*Exercise data:*
- - -

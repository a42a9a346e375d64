//! Typed event settings and config documents
//!
//! `EventSettings` is the in-memory merged view the resolver produces from
//! the persisted JSONB document: every recognized field carries a default, so
//! a reader never sees a missing value. `EventConfig` is the second override
//! layer, a flat document of module toggles. JSON keys are camelCase to match
//! the persisted documents.

use chrono::{DateTime, TimeZone, Utc};
use serde::{Deserialize, Serialize};

/// Fully-resolved settings document for one event
#[derive(Debug, Clone, PartialEq, Serialize, Deserialize)]
#[serde(rename_all = "camelCase", default)]
pub struct EventSettings {
    pub countdown: CountdownSettings,
    pub landing_page: LandingPageSettings,
    pub dinner: PageSettings,
    pub party: PageSettings,
    pub common: CommonSettings,
    /// Unrecognized top-level keys, preserved verbatim across a
    /// load/save round trip.
    #[serde(flatten)]
    pub extra: serde_json::Map<String, serde_json::Value>,
}

#[derive(Debug, Clone, PartialEq, Serialize, Deserialize)]
#[serde(rename_all = "camelCase", default)]
pub struct CountdownSettings {
    pub target: DateTime<Utc>,
}

#[derive(Debug, Clone, PartialEq, Serialize, Deserialize)]
#[serde(rename_all = "camelCase", default)]
pub struct LandingPageSettings {
    pub title: String,
    pub date_text: String,
    pub welcome_text: String,
    pub show_gallery: bool,
    pub show_rsvp: bool,
    pub show_dinner: bool,
    pub show_party: bool,
    pub show_wishlist: bool,
    pub show_playlist: bool,
    /// Ordered section tokens the landing page renders top to bottom
    pub layout: Vec<String>,
    /// Vertical offset of the hero block, in percent of viewport height
    pub vertical_offset: f64,
}

/// Content for one of the per-audience info pages (dinner or party)
#[derive(Debug, Clone, PartialEq, Serialize, Deserialize)]
#[serde(rename_all = "camelCase", default)]
pub struct PageSettings {
    pub title: String,
    pub intro: String,
    pub cards: Vec<InfoCard>,
}

#[derive(Debug, Clone, Default, PartialEq, Serialize, Deserialize)]
#[serde(rename_all = "camelCase", default)]
pub struct InfoCard {
    pub id: String,
    pub icon: String,
    pub title: String,
    pub body: String,
    pub detail: String,
}

/// Named roles and shared copy used across pages
#[derive(Debug, Clone, PartialEq, Serialize, Deserialize)]
#[serde(rename_all = "camelCase", default)]
pub struct CommonSettings {
    pub bride: String,
    pub groom: String,
    pub toastmaster: String,
    pub hashtag: String,
}

impl Default for EventSettings {
    fn default() -> Self {
        Self {
            countdown: CountdownSettings::default(),
            landing_page: LandingPageSettings::default(),
            dinner: PageSettings::dinner_default(),
            party: PageSettings::party_default(),
            common: CommonSettings::default(),
            extra: serde_json::Map::new(),
        }
    }
}

impl Default for CountdownSettings {
    fn default() -> Self {
        Self {
            // Placeholder date shown until the couple sets their own
            target: Utc.with_ymd_and_hms(2026, 6, 20, 14, 0, 0).unwrap(),
        }
    }
}

impl Default for LandingPageSettings {
    fn default() -> Self {
        Self {
            title: "Velkommen til festen".to_string(),
            date_text: "20. juni 2026".to_string(),
            welcome_text: "Vi gleder oss til å feire dagen sammen med dere!".to_string(),
            show_gallery: true,
            show_rsvp: true,
            show_dinner: true,
            show_party: true,
            show_wishlist: true,
            show_playlist: true,
            layout: vec![
                "title".to_string(),
                "date".to_string(),
                "welcome".to_string(),
                "countdown".to_string(),
                "rsvp".to_string(),
                "links".to_string(),
                "gallery".to_string(),
            ],
            vertical_offset: 30.0,
        }
    }
}

impl Default for PageSettings {
    fn default() -> Self {
        Self {
            title: String::new(),
            intro: String::new(),
            cards: Vec::new(),
        }
    }
}

impl PageSettings {
    fn dinner_default() -> Self {
        Self {
            title: "Middag".to_string(),
            intro: "Vi inviterer til middag med de nærmeste.".to_string(),
            cards: vec![
                InfoCard {
                    id: "time".to_string(),
                    icon: "clock".to_string(),
                    title: "Tidspunkt".to_string(),
                    body: "Middagen starter kl. 17:00.".to_string(),
                    detail: "Vennligst møt opp i god tid.".to_string(),
                },
                InfoCard {
                    id: "place".to_string(),
                    icon: "map-pin".to_string(),
                    title: "Sted".to_string(),
                    body: "Festlokalet".to_string(),
                    detail: String::new(),
                },
            ],
        }
    }

    fn party_default() -> Self {
        Self {
            title: "Fest".to_string(),
            intro: "Etter middagen åpner vi dørene for alle festgjester.".to_string(),
            cards: vec![InfoCard {
                id: "time".to_string(),
                icon: "clock".to_string(),
                title: "Tidspunkt".to_string(),
                body: "Festen starter kl. 21:00.".to_string(),
                detail: String::new(),
            }],
        }
    }
}

impl Default for CommonSettings {
    fn default() -> Self {
        Self {
            bride: String::new(),
            groom: String::new(),
            toastmaster: String::new(),
            hashtag: String::new(),
        }
    }
}

/// Resolved module-toggle document: which UI modules are enabled for an
/// event. Independent of `EventSettings`, which holds content and layout.
#[derive(Debug, Clone, PartialEq, Serialize, Deserialize)]
#[serde(rename_all = "camelCase", default)]
pub struct EventConfig {
    pub rsvp: bool,
    pub seating: bool,
    pub wishlist: bool,
    pub playlist: bool,
    pub gallery: bool,
    pub budget: bool,
    #[serde(flatten)]
    pub extra: serde_json::Map<String, serde_json::Value>,
}

impl Default for EventConfig {
    fn default() -> Self {
        Self {
            rsvp: true,
            seating: true,
            wishlist: true,
            playlist: true,
            gallery: true,
            budget: true,
            extra: serde_json::Map::new(),
        }
    }
}

#[cfg(test)]
mod tests {
    use super::*;

    #[test]
    fn test_settings_serialize_camel_case() {
        let settings = EventSettings::default();
        let json = serde_json::to_value(&settings).unwrap();
        assert!(json.get("landingPage").is_some());
        assert!(json["landingPage"].get("welcomeText").is_some());
        assert!(json["landingPage"].get("verticalOffset").is_some());
    }

    #[test]
    fn test_partial_info_card_fills_missing_fields() {
        let card: InfoCard =
            serde_json::from_value(serde_json::json!({ "title": "Tidspunkt" })).unwrap();
        assert_eq!(card.title, "Tidspunkt");
        assert_eq!(card.id, "");
        assert_eq!(card.icon, "");
        assert_eq!(card.body, "");
        assert_eq!(card.detail, "");
    }

    #[test]
    fn test_default_layout_has_no_legacy_tokens() {
        let layout = LandingPageSettings::default().layout;
        assert!(!layout.contains(&"text".to_string()));
        assert!(!layout.contains(&"actions".to_string()));
    }
}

- - -

Give back the entire listing above, matching every line exactly.

*Expected output:*
repository a42a9a346e375d64
//! Typed event settings and config documents
//!
//! `EventSettings` is the in-memory merged view the resolver produces from
//! the persisted JSONB document: every recognized field carries a default, so
//! a reader never sees a missing value. `EventConfig` is the second override
//! layer, a flat document of module toggles. JSON keys are camelCase to match
//! the persisted documents.

use chrono::{DateTime, TimeZone, Utc};
use serde::{Deserialize, Serialize};

/// Fully-resolved settings document for one event
#[derive(Debug, Clone, PartialEq, Serialize, Deserialize)]
#[serde(rename_all = "camelCase", default)]
pub struct EventSettings {
    pub countdown: CountdownSettings,
    pub landing_page: LandingPageSettings,
    pub dinner: PageSettings,
    pub party: PageSettings,
    pub common: CommonSettings,
    /// Unrecognized top-level keys, preserved verbatim across a
    /// load/save round trip.
    #[serde(flatten)]
    pub extra: serde_json::Map<String, serde_json::Value>,
}

#[derive(Debug, Clone, PartialEq, Serialize, Deserialize)]
#[serde(rename_all = "camelCase", default)]
pub struct CountdownSettings {
    pub target: DateTime<Utc>,
}

#[derive(Debug, Clone, PartialEq, Serialize, Deserialize)]
#[serde(rename_all = "camelCase", default)]
pub struct LandingPageSettings {
    pub title: String,
    pub date_text: String,
    pub welcome_text: String,
    pub show_gallery: bool,
    pub show_rsvp: bool,
    pub show_dinner: bool,
    pub show_party: bool,
    pub show_wishlist: bool,
    pub show_playlist: bool,
    /// Ordered section tokens the landing page renders top to bottom
    pub layout: Vec<String>,
    /// Vertical offset of the hero block, in percent of viewport height
    pub vertical_offset: f64,
}

/// Content for one of the per-audience info pages (dinner or party)
#[derive(Debug, Clone, PartialEq, Serialize, Deserialize)]
#[serde(rename_all = "camelCase", default)]
pub struct PageSettings {
    pub title: String,
    pub intro: String,
    pub cards: Vec<InfoCard>,
}

#[derive(Debug, Clone, Default, PartialEq, Serialize, Deserialize)]
#[serde(rename_all = "camelCase", default)]
pub struct InfoCard {
    pub id: String,
    pub icon: String,
    pub title: String,
    pub body: String,
    pub detail: String,
}

/// Named roles and shared copy used across pages
#[derive(Debug, Clone, PartialEq, Serialize, Deserialize)]
#[serde(rename_all = "camelCase", default)]
pub struct CommonSettings {
    pub bride: String,
    pub groom: String,
    pub toastmaster: String,
    pub hashtag: String,
}

impl Default for EventSettings {
    fn default() -> Self {
        Self {
            countdown: CountdownSettings::default(),
            landing_page: LandingPageSettings::default(),
            dinner: PageSettings::dinner_default(),
            party: PageSettings::party_default(),
            common: CommonSettings::default(),
            extra: serde_json::Map::new(),
        }
    }
}

impl Default for CountdownSettings {
    fn default() -> Self {
        Self {
            // Placeholder date shown until the couple sets their own
            target: Utc.with_ymd_and_hms(2026, 6, 20, 14, 0, 0).unwrap(),
        }
    }
}

impl Default for LandingPageSettings {
    fn default() -> Self {
        Self {
            title: "Velkommen til festen".to_string(),
            date_text: "20. juni 2026".to_string(),
            welcome_text: "Vi gleder oss til å feire dagen sammen med dere!".to_string(),
            show_gallery: true,
            show_rsvp: true,
            show_dinner: true,
            show_party: true,
            show_wishlist: true,
            show_playlist: true,
            layout: vec![
                "title".to_string(),
                "date".to_string(),
                "welcome".to_string(),
                "countdown".to_string(),
                "rsvp".to_string(),
                "links".to_string(),
                "gallery".to_string(),
            ],
            vertical_offset: 30.0,
        }
    }
}

impl Default for PageSettings {
    fn default() -> Self {
        Self {
            title: String::new(),
            intro: String::new(),
            cards: Vec::new(),
        }
    }
}

impl PageSettings {
    fn dinner_default() -> Self {
        Self {
            title: "Middag".to_string(),
            intro: "Vi inviterer til middag med de nærmeste.".to_string(),
            cards: vec![
                InfoCard {
                    id: "time".to_string(),
                    icon: "clock".to_string(),
                    title: "Tidspunkt".to_string(),
                    body: "Middagen starter kl. 17:00.".to_string(),
                    detail: "Vennligst møt opp i god tid.".to_string(),
                },
                InfoCard {
                    id: "place".to_string(),
                    icon: "map-pin".to_string(),
                    title: "Sted".to_string(),
                    body: "Festlokalet".to_string(),
                    detail: String::new(),
                },
            ],
        }
    }

    fn party_default() -> Self {
        Self {
            title: "Fest".to_string(),
            intro: "Etter middagen åpner vi dørene for alle festgjester.".to_string(),
            cards: vec![InfoCard {
                id: "time".to_string(),
                icon: "clock".to_string(),
                title: "Tidspunkt".to_string(),
                body: "Festen starter kl. 21:00.".to_string(),
                detail: String::new(),
            }],
        }
    }
}

impl Default for CommonSettings {
    fn default() -> Self {
        Self {
            bride: String::new(),
            groom: String::new(),
            toastmaster: String::new(),
            hashtag: String::new(),
        }
    }
}

/// Resolved module-toggle document: which UI modules are enabled for an
/// event. Independent of `EventSettings`, which holds content and layout.
#[derive(Debug, Clone, PartialEq, Serialize, Deserialize)]
#[serde(rename_all = "camelCase", default)]
pub struct EventConfig {
    pub rsvp: bool,
    pub seating: bool,
    pub wishlist: bool,
    pub playlist: bool,
    pub gallery: bool,
    pub budget: bool,
    #[serde(flatten)]
    pub extra: serde_json::Map<String, serde_json::Value>,
}

impl Default for EventConfig {
    fn default() -> Self {
        Self {
            rsvp: true,
            seating: true,
            wishlist: true,
            playlist: true,
            gallery: true,
            budget: true,
            extra: serde_json::Map::new(),
        }
    }
}

#[cfg(test)]
mod tests {
    use super::*;

    #[test]
    fn test_settings_serialize_camel_case() {
        let settings = EventSettings::default();
        let json = serde_json::to_value(&settings).unwrap();
        assert!(json.get("landingPage").is_some());
        assert!(json["landingPage"].get("welcomeText").is_some());
        assert!(json["landingPage"].get("verticalOffset").is_some());
    }

    #[test]
    fn test_partial_info_card_fills_missing_fields() {
        let card: InfoCard =
            serde_json::from_value(serde_json::json!({ "title": "Tidspunkt" })).unwrap();
        assert_eq!(card.title, "Tidspunkt");
        assert_eq!(card.id, "");
        assert_eq!(card.icon, "");
        assert_eq!(card.body, "");
        assert_eq!(card.detail, "");
    }

    #[test]
    fn test_default_layout_has_no_legacy_tokens() {
        let layout = LandingPageSettings::default().layout;
        assert!(!layout.contains(&"text".to_string()));
        assert!(!layout.contains(&"actions".to_string()));
    }
}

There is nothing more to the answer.